Albert Einstein, himself one of the founders of quantum theory, disliked this loss of determinism in measurement. He held that quantum mechanics must be incomplete, and produced a series of objections to the theory. The most famous of these was the EPR paradox. John Stewart Bell's theoretical solution to the EPR paradox, and its later experimental verification, disproved a large class of such hidden variable theories and persuaded the majority of physicists that quantum mechanics is not an approximation to a nominally classical hidden-variable theory.
The many worlds interpretation, formulated in 1956, holds that all the possibilities described by quantum theory simultaneously occur in a "multiverse" composed of mostly independent parallel universes. While the multiverse is deterministic, we perceive non-deterministic behavior governed by probabilities because we can observe only the universe we inhabit.

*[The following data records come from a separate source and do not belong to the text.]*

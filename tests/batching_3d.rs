mod common;

use common::{at, settings, Fixture};
use glam::Vec4;
use wgpu_batcher::renderer::{
    primitives, BackendCommand, Geometry, GeometryError, InstanceLayout, Material, RenderCtx, SubmitError, Vertex,
};
use wgpu_batcher::Renderer;

fn vertex_buffer(fx: &Fixture, vao: wgpu_batcher::asset::Handle<wgpu_batcher::renderer::VertexArray>) -> wgpu_batcher::renderer::BufferId {
    fx.resources.vertex_arrays.get(vao).unwrap().vertex_buffer.unwrap()
}

#[test]
fn instances_of_one_geometry_are_contiguous() {
    let mut fx = Fixture::new(settings(16));
    let vao = fx.vertex_array("meshes", InstanceLayout::Basic);
    let shader = fx.shader("meshes", 0, vao);
    let texture = fx.texture();
    let material = Material::new(shader).with_texture(texture);
    let (cube_vertices, cube_indices) = primitives::cube();
    let (quad_vertices, quad_indices) = primitives::quad();

    let mut renderer = Renderer::new(fx.settings.clone());
    {
        let mut ctx = RenderCtx::new(&fx.resources, &mut fx.backend);
        let cube = renderer.add_geometry(&mut ctx, vao, &cube_vertices, &cube_indices).unwrap();
        let quad = renderer.add_geometry(&mut ctx, vao, &quad_vertices, &quad_indices).unwrap();

        renderer.begin();
        for (geometry, x) in [(quad, 100.0), (cube, 0.0), (quad, 101.0), (cube, 1.0), (cube, 2.0)] {
            renderer
                .submit_3d(&mut ctx, "prop", geometry, &material, at(x, 0.0, 0.0), Vec4::ONE)
                .unwrap();
        }
        renderer.end(&mut ctx);
    }

    let draws = fx.backend.indirect_draws();
    assert_eq!(draws.len(), 1);
    let commands = draws[0];
    assert_eq!(commands.len(), 2);
    assert_eq!((commands[0].instance_count, commands[0].first_instance), (3, 0));
    assert_eq!((commands[1].instance_count, commands[1].first_instance), (2, 3));
    assert_eq!(commands[1].first_index, 36);
    assert_eq!(commands[1].base_vertex, 24);

    // Models follow the sorted order: every cube, then every quad.
    let models: Vec<[f32; 16]> = fx.stream_as(vao, 0);
    let xs: Vec<f32> = models[..5].iter().map(|m| m[12]).collect();
    assert_eq!(xs, vec![0.0, 1.0, 2.0, 100.0, 101.0]);

    let stats = renderer.last_frame_stats();
    assert_eq!(stats.multi_draw_calls, 1);
    assert_eq!(stats.instances, 5);

    // Counts are cleared once the run is drawn.
    let vbo = vertex_buffer(&fx, vao);
    let residency = renderer.renderer_3d().unwrap().residency();
    assert!(residency
        .commands(vbo)
        .iter()
        .all(|c| c.instance_count == 0 && c.first_instance == 0));
}

#[test]
fn full_queue_flushes_and_accepts_the_instance() {
    let mut config = settings(16);
    config.batch_capacity_3d = 2;
    let mut fx = Fixture::new(config);
    let vao = fx.vertex_array("meshes", InstanceLayout::Basic);
    let shader = fx.shader("meshes", 0, vao);
    let material = Material::new(shader);
    let (vertices, indices) = primitives::cube();

    let mut renderer = Renderer::new(fx.settings.clone());
    {
        let mut ctx = RenderCtx::new(&fx.resources, &mut fx.backend);
        let cube = renderer.add_geometry(&mut ctx, vao, &vertices, &indices).unwrap();
        renderer.begin();
        for x in 0..3 {
            renderer
                .submit_3d(&mut ctx, "crate", cube, &material, at(x as f32, 0.0, 0.0), Vec4::ONE)
                .unwrap();
        }
        renderer.end(&mut ctx);
    }

    let draws: Vec<Vec<(u32, u32)>> = fx
        .backend
        .indirect_draws()
        .iter()
        .map(|commands| commands.iter().map(|c| (c.instance_count, c.first_instance)).collect())
        .collect();
    assert_eq!(draws, vec![vec![(2, 0)], vec![(1, 0)]]);

    let stats = renderer.last_frame_stats();
    assert_eq!(stats.submissions, 3);
    assert_eq!(stats.dropped, 0);
    assert_eq!(stats.multi_draw_calls, 2);
}

#[test]
fn each_shader_run_draws_only_its_own_instances() {
    let mut fx = Fixture::new(settings(16));
    let vao = fx.vertex_array("meshes", InstanceLayout::Basic);
    let opaque = fx.shader("opaque", 0, vao);
    let glass = fx.shader("glass", 1, vao);
    let (vertices, indices) = primitives::cube();

    let mut renderer = Renderer::new(fx.settings.clone());
    {
        let mut ctx = RenderCtx::new(&fx.resources, &mut fx.backend);
        let cube = renderer.add_geometry(&mut ctx, vao, &vertices, &indices).unwrap();

        renderer.begin();
        for shader in [glass, opaque, opaque] {
            renderer
                .submit_3d(&mut ctx, "cube", cube, &Material::new(shader), at(0.0, 0.0, 0.0), Vec4::ONE)
                .unwrap();
        }
        renderer.end(&mut ctx);
    }

    let draws = fx.backend.indirect_draws();
    assert_eq!(draws.len(), 2);
    assert_eq!((draws[0][0].instance_count, draws[0][0].first_instance), (2, 0));
    assert_eq!((draws[1][0].instance_count, draws[1][0].first_instance), (1, 0));
}

#[test]
fn geometry_is_uploaded_after_previous_meshes() {
    let mut fx = Fixture::new(settings(16));
    let vao = fx.vertex_array("meshes", InstanceLayout::Basic);
    let (cube_vertices, cube_indices) = primitives::cube();
    let (quad_vertices, quad_indices) = primitives::quad();

    let mut renderer = Renderer::new(fx.settings.clone());
    let quad = {
        let mut ctx = RenderCtx::new(&fx.resources, &mut fx.backend);
        renderer.add_geometry(&mut ctx, vao, &cube_vertices, &cube_indices).unwrap();
        renderer.add_geometry(&mut ctx, vao, &quad_vertices, &quad_indices).unwrap()
    };
    assert_eq!((quad.id, quad.first_vertex, quad.first_index), (1, 24, 36));

    let vao_desc = fx.resources.vertex_arrays.get(vao).unwrap();
    let vertex_bytes = fx.backend.buffer_contents(vao_desc.vertex_buffer.unwrap()).unwrap();
    let start = Vertex::byte_offset(quad.first_vertex) as usize;
    let end = Vertex::byte_offset(quad.first_vertex + quad.vertex_count) as usize;
    let placed: Vec<Vertex> = bytemuck::pod_collect_to_vec(&vertex_bytes[start..end]);
    assert_eq!(placed, quad_vertices);

    let index_bytes = fx.backend.buffer_contents(vao_desc.index_buffer).unwrap();
    let placed: Vec<u32> = bytemuck::pod_collect_to_vec(&index_bytes[36 * 4..42 * 4]);
    assert_eq!(placed, quad_indices);
}

#[test]
fn geometry_over_capacity_is_rejected_without_side_effects() {
    let mut config = settings(16);
    config.vertex_capacity = 30;
    let mut fx = Fixture::new(config);
    let vao = fx.vertex_array("meshes", InstanceLayout::Basic);
    let (cube_vertices, cube_indices) = primitives::cube();
    let (quad_vertices, quad_indices) = primitives::quad();

    let mut renderer = Renderer::new(fx.settings.clone());
    let mut ctx = RenderCtx::new(&fx.resources, &mut fx.backend);
    renderer.add_geometry(&mut ctx, vao, &cube_vertices, &cube_indices).unwrap();

    let err = renderer.add_geometry(&mut ctx, vao, &cube_vertices, &cube_indices);
    assert!(matches!(
        err,
        Err(GeometryError::VertexCapacity {
            next: 24,
            requested: 24,
            capacity: 30
        })
    ));

    let quad = renderer.add_geometry(&mut ctx, vao, &quad_vertices, &quad_indices).unwrap();
    assert_eq!((quad.id, quad.first_vertex), (1, 24));
}

#[test]
fn foreign_geometry_is_rejected() {
    let mut fx = Fixture::new(settings(16));
    let meshes = fx.vertex_array("meshes", InstanceLayout::Basic);
    let lamps = fx.vertex_array("lamps", InstanceLayout::LightSource);
    let shader = fx.shader("meshes", 0, meshes);
    let (vertices, indices) = primitives::cube();

    let mut renderer = Renderer::new(fx.settings.clone());
    let vbo = vertex_buffer(&fx, meshes);
    let mut ctx = RenderCtx::new(&fx.resources, &mut fx.backend);
    let lamp = renderer.add_geometry(&mut ctx, lamps, &vertices, &indices).unwrap();
    renderer.begin();

    let err = renderer.submit_3d(&mut ctx, "lamp", lamp, &Material::new(shader), at(0.0, 0.0, 0.0), Vec4::ONE);
    assert!(matches!(err, Err(SubmitError::GeometryMismatch { .. })));

    let unplaced = Geometry {
        id: 5,
        vertex_count: 24,
        index_count: 36,
        first_vertex: 0,
        first_index: 0,
        vertex_buffer: vbo,
    };
    let err = renderer.submit_3d(&mut ctx, "ghost", unplaced, &Material::new(shader), at(0.0, 0.0, 0.0), Vec4::ONE);
    assert!(matches!(err, Err(SubmitError::UnknownGeometry(5))));

    renderer.end(&mut ctx);
    assert_eq!(renderer.last_frame_stats().dropped, 2);
    assert_eq!(renderer.last_frame_stats().draw_calls, 0);
}

#[test]
fn skybox_samples_its_cubemap_unit() {
    let mut fx = Fixture::new(settings(16));
    let vao = fx.vertex_array("sky", InstanceLayout::Skybox);
    let shader = fx.shader("sky", 0, vao);
    let cubemap = fx.cubemap();
    let cube_id = fx.resources.textures.get(cubemap).unwrap().id;
    let (vertices, indices) = primitives::cube();

    let mut renderer = Renderer::new(fx.settings.clone());
    {
        let mut ctx = RenderCtx::new(&fx.resources, &mut fx.backend);
        let cube = renderer.add_geometry(&mut ctx, vao, &vertices, &indices).unwrap();
        renderer.begin();
        renderer
            .submit_3d(&mut ctx, "sky", cube, &Material::new(shader).with_cubemap(cubemap), at(0.0, 0.0, 0.0), Vec4::ONE)
            .unwrap();
        renderer.end(&mut ctx);
    }

    assert!(fx
        .backend
        .commands()
        .contains(&BackendCommand::BindTexture { texture: cube_id, unit: 0 }));
    let units: Vec<u32> = fx.stream_as(vao, 0);
    assert_eq!(units[0], 0);
    let tints: Vec<[f32; 4]> = fx.stream_as(vao, 1);
    assert_eq!(tints[0], [1.0; 4]);
}

#[test]
fn meshes_are_drawn_before_quads() {
    let mut fx = Fixture::new(settings(16));
    let meshes = fx.vertex_array("meshes", InstanceLayout::Basic);
    let sprites = fx.vertex_array("sprites", InstanceLayout::Quad);
    let mesh_shader = fx.shader("meshes", 5, meshes);
    let sprite_shader = fx.shader("sprites", 0, sprites);
    let texture = fx.texture();
    let (vertices, indices) = primitives::cube();

    let mut renderer = Renderer::new(fx.settings.clone());
    {
        let mut ctx = RenderCtx::new(&fx.resources, &mut fx.backend);
        let cube = renderer.add_geometry(&mut ctx, meshes, &vertices, &indices).unwrap();
        renderer.begin();
        renderer
            .submit_2d(&mut ctx, &Material::new(sprite_shader).with_texture(texture), at(0.0, 0.0, 0.0), Vec4::ONE)
            .unwrap();
        renderer
            .submit_3d(&mut ctx, "cube", cube, &Material::new(mesh_shader), at(0.0, 0.0, 0.0), Vec4::ONE)
            .unwrap();
        renderer.end(&mut ctx);
    }

    let commands = fx.backend.commands();
    let multi = commands
        .iter()
        .position(|c| matches!(c, BackendCommand::MultiDrawIndexedIndirect { .. }))
        .unwrap();
    let indexed = commands
        .iter()
        .position(|c| matches!(c, BackendCommand::DrawIndexed { .. }))
        .unwrap();
    assert!(multi < indexed);
    assert_eq!(renderer.last_frame_stats().draw_calls, 2);
}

The Bohm interpretation postulates the existence of a non-local, universal wavefunction (Schrödinger equation) which allows distant particles to interact instantaneously. It is not popular among physicists largely because it is considered very inelegant.
In 1900, Max Planck introduced the idea that energy is quantized, in order to derive a formula for the observed frequency dependence of the energy emitted by a black body. In 1905, Einstein explained the photoelectric effect by postulating that light energy comes in quanta called photons. In 1913, Bohr explained the spectral lines of the hydrogen atom, again by using quantization. In 1924, Louis de Broglie put forward his theory of matter waves.
These theories, though successful, were strictly phenomenological: there was no rigorous justification for quantization. They are collectively known as the old quantum theory.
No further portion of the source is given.